La sola che ci fa vedere le cose dall'alto, senza trascinarci troppo in alto, facendoci perdere di vista, per aprirci l'anima ad arcani inquietanti. Quante cose, quante persone, quanti momenti ricordo di quei tempi lontani, alcuni remoti, eppure, in certi attimi - attimi incisi nel cuore - vicini: di ieri, di oggi. Attimi che mi tengono compagnia lungo i fluenti declivi e gli impervi sentieri di quella meravigliosa, affascinante e inquietante avventura della vita. Cos'è rimasto di me di quando - bambino - in grembiule blu e fiocco bianco varcavo la soglia della scuola elementare Manzoni di Torino, mano nella mano di mia madre, a fianco di mio padre, che ho tanto amato, ma che forse non ho amato abbastanza. È rimasto tutto perché la memoria, quando non cede all'oblio, perpetua il tempo e lo rende eterno. Come potrei dimenticare la maestrina senza la penna rossa, ma il lungo tailleur blu, forse confezionato con le sue stesse mani negli anni amari della guerra?

E come potrei dimenticare il maestro Sasso? Sempre, in tutte le stagioni, con il doppiopetto gessato grigio, i capelli striati di bianco, i baffi, con quella sobria dignità, quella affettuosa autorità, quel sabaudo senso del dovere cui tanto devo e che mi accompagnerà per tutta la vita. Poi le scuole medie, la professoressa Foà, giusta e terribile, come devono essere i docenti, didatta straordinaria, che m'insegnò ad amare il latino, la più viva delle lingue morte e, forse, anche la più viva delle lingue vive. Poi il liceo, quindi l'università: laurea in lettere e filosofia. Ed ecco la vita, le sue finestre che si spalancano sulla mia grande, vera, unica vocazione: scrivere, scrivere, scrivere. E poi l'incontro con Indro Montanelli, maestro dei miei maestri, che non si stancherà di ripetermi: scrivi in modo che ti capisca il lattaio, il barista, il netturbino, sii sempre libero, a costo di perdere la libertà. Le catene della mente e dello spirito sono più pesanti di quelle del corpo.

Dogmi e ideologie - ma già me l'avevano insegnato Montaigne e Voltaire sono fraudolenti utopie, ad uso e consumo dei teologi e dei demagoghi. Sii sempre te stesso, non portare mai il cervello all'ammasso, non firmare mai manifesti. Tieniti lontano dai partiti. Un giorno, davanti a un semaforo di via del Corso, mi disse: «Perché non scriviamo insieme la Storia d'Italia?». Un boom strepitoso, 18 milioni di copie.
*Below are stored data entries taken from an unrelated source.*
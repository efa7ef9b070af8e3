//! The three rungs of the cookie ladder.

use async_trait::async_trait;
use sfrhome_core::{parse_cookie_header, Cookie, NormalizeOutcome};
use tracing::{debug, info, instrument, warn};

use crate::auth::login;
use crate::context::FetchContext;
use crate::error::FetchError;
use crate::host::session::PortalSession;
use crate::pipeline::FetchPipeline;
use crate::resource::{fetch_resource, normalize_payload};
use crate::strategy::{FetchKind, FetchResult, FetchStrategy};

/// Builds the pipeline: explicit cookie, stored cookie, SSO.
pub fn default_pipeline() -> FetchPipeline {
    FetchPipeline::with_strategies(vec![
        Box::new(ExplicitCookieStrategy::new()),
        Box::new(StoredCookieStrategy::new()),
        Box::new(SsoStrategy::new()),
    ])
}

/// Fetches the device list with `cookies` loaded into `session`.
async fn fetch_with_cookies(
    ctx: &FetchContext,
    session: &PortalSession,
    cookies: &[Cookie],
) -> Result<NormalizeOutcome, FetchError> {
    session.import_cookies(cookies);

    let resource = fetch_resource(session, ctx, &ctx.portal.root_referer()).await?;
    normalize_payload(&resource, true)
}

/// Saves the session jar; failures are logged only.
async fn persist_jar(ctx: &FetchContext, session: &PortalSession) {
    let cookies = session.export_cookies();
    if cookies.is_empty() {
        debug!("Session jar is empty, not persisting");
        return;
    }
    if let Err(e) = ctx.cookie_file.save(&cookies).await {
        warn!(error = %e, "Failed to persist session cookies");
    }
}

// ============================================================================
// Explicit Cookie
// ============================================================================

/// Uses a `Cookie` header value supplied by the caller.
#[derive(Debug, Default)]
pub struct ExplicitCookieStrategy;

impl ExplicitCookieStrategy {
    /// Creates the strategy.
    pub fn new() -> Self {
        Self
    }
}

#[async_trait]
impl FetchStrategy for ExplicitCookieStrategy {
    fn id(&self) -> &str {
        "sfrhome.explicit_cookie"
    }

    fn kind(&self) -> FetchKind {
        FetchKind::ExplicitCookie
    }

    async fn is_available(&self, ctx: &FetchContext) -> bool {
        ctx.explicit_cookie().is_some()
    }

    #[instrument(skip(self, ctx))]
    async fn fetch(&self, ctx: &FetchContext) -> Result<FetchResult, FetchError> {
        let header = ctx
            .explicit_cookie()
            .ok_or_else(|| FetchError::StrategyNotAvailable("no cookie supplied".into()))?;

        let session = PortalSession::from_context(ctx)?;
        let cookies = parse_cookie_header(header, session.host());
        if cookies.is_empty() {
            return Err(FetchError::SessionRejected(
                "cookie string holds no name=value pair".into(),
            ));
        }

        ctx.progress("Trying supplied cookie");
        let outcome = fetch_with_cookies(ctx, &session, &cookies).await?;
        persist_jar(ctx, &session).await;

        info!(devices = outcome.devices.len(), "Fetched with supplied cookie");
        Ok(FetchResult::new(outcome, self.id(), self.kind()))
    }
}

// ============================================================================
// Stored Cookie
// ============================================================================

/// Reuses the cookie jar saved by a previous run.
#[derive(Debug, Default)]
pub struct StoredCookieStrategy;

impl StoredCookieStrategy {
    /// Creates the strategy.
    pub fn new() -> Self {
        Self
    }
}

#[async_trait]
impl FetchStrategy for StoredCookieStrategy {
    fn id(&self) -> &str {
        "sfrhome.stored_cookie"
    }

    fn kind(&self) -> FetchKind {
        FetchKind::StoredCookie
    }

    async fn is_available(&self, ctx: &FetchContext) -> bool {
        ctx.cookie_file.load().await.is_some()
    }

    #[instrument(skip(self, ctx))]
    async fn fetch(&self, ctx: &FetchContext) -> Result<FetchResult, FetchError> {
        let cookies = ctx
            .cookie_file
            .load()
            .await
            .ok_or_else(|| FetchError::StrategyNotAvailable("no stored cookies".into()))?;

        ctx.progress("Trying saved session cookies");
        let session = PortalSession::from_context(ctx)?;
        match fetch_with_cookies(ctx, &session, &cookies).await {
            Ok(outcome) => {
                info!(devices = outcome.devices.len(), "Fetched with stored cookies");
                Ok(FetchResult::new(outcome, self.id(), self.kind()))
            }
            Err(e) => {
                warn!(error = %e, "Stored cookies rejected, discarding jar");
                if let Err(delete_err) = ctx.cookie_file.delete().await {
                    warn!(error = %delete_err, "Failed to delete stale cookie file");
                }
                Err(e)
            }
        }
    }
}

// ============================================================================
// SSO
// ============================================================================

/// Logs in with credentials, then fetches the device list.
#[derive(Debug, Default)]
pub struct SsoStrategy;

impl SsoStrategy {
    /// Creates the strategy.
    pub fn new() -> Self {
        Self
    }
}

#[async_trait]
impl FetchStrategy for SsoStrategy {
    fn id(&self) -> &str {
        "sfrhome.sso"
    }

    fn kind(&self) -> FetchKind {
        FetchKind::Sso
    }

    async fn is_available(&self, _ctx: &FetchContext) -> bool {
        true
    }

    #[instrument(skip(self, ctx))]
    async fn fetch(&self, ctx: &FetchContext) -> Result<FetchResult, FetchError> {
        let credentials = ctx
            .credentials
            .credentials()
            .filter(|c| !c.username.is_empty() && !c.password.is_empty())
            .ok_or(FetchError::MissingCredentials)?;

        let session = PortalSession::from_context(ctx)?;
        let auth = login(&session, ctx, &credentials).await?;

        persist_jar(ctx, &session).await;
        ctx.artifacts.dump_cookies(&session.export_cookies()).await;

        ctx.progress("Step 4/4: fetching device list");
        let resource = fetch_resource(&session, ctx, &auth.referer).await?;
        let outcome = normalize_payload(&resource, false)?;

        if outcome.devices.is_empty() {
            warn!("Device list is empty");
        }
        info!(devices = outcome.devices.len(), "Fetched after SSO login");
        Ok(FetchResult::new(outcome, self.id(), self.kind()))
    }
}

// ============================================================================
// Tests
// ============================================================================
Altro mentore, Giuseppe Prezzolini, esule volontario in America. Lui, amico fraterno di Mussolini, cui aveva aperto le poste de La voce, la più intrepida e cosmopolita rivista culturale del Novecento. A lui devo la scoperta dei classici e l'amore per chi ha vissuto prima di noi e ci ha testimoniato la grandezza di epoche illustri ed eroiche. A cui devo la superba lezione di Tacito, di Tucidide, di Platone e di Seneca, di Machiavelli e di Pascal, di Omero e Virgilio. Grazie classici, che mi avete insegnato e fatto capire la vita, che avete arricchito.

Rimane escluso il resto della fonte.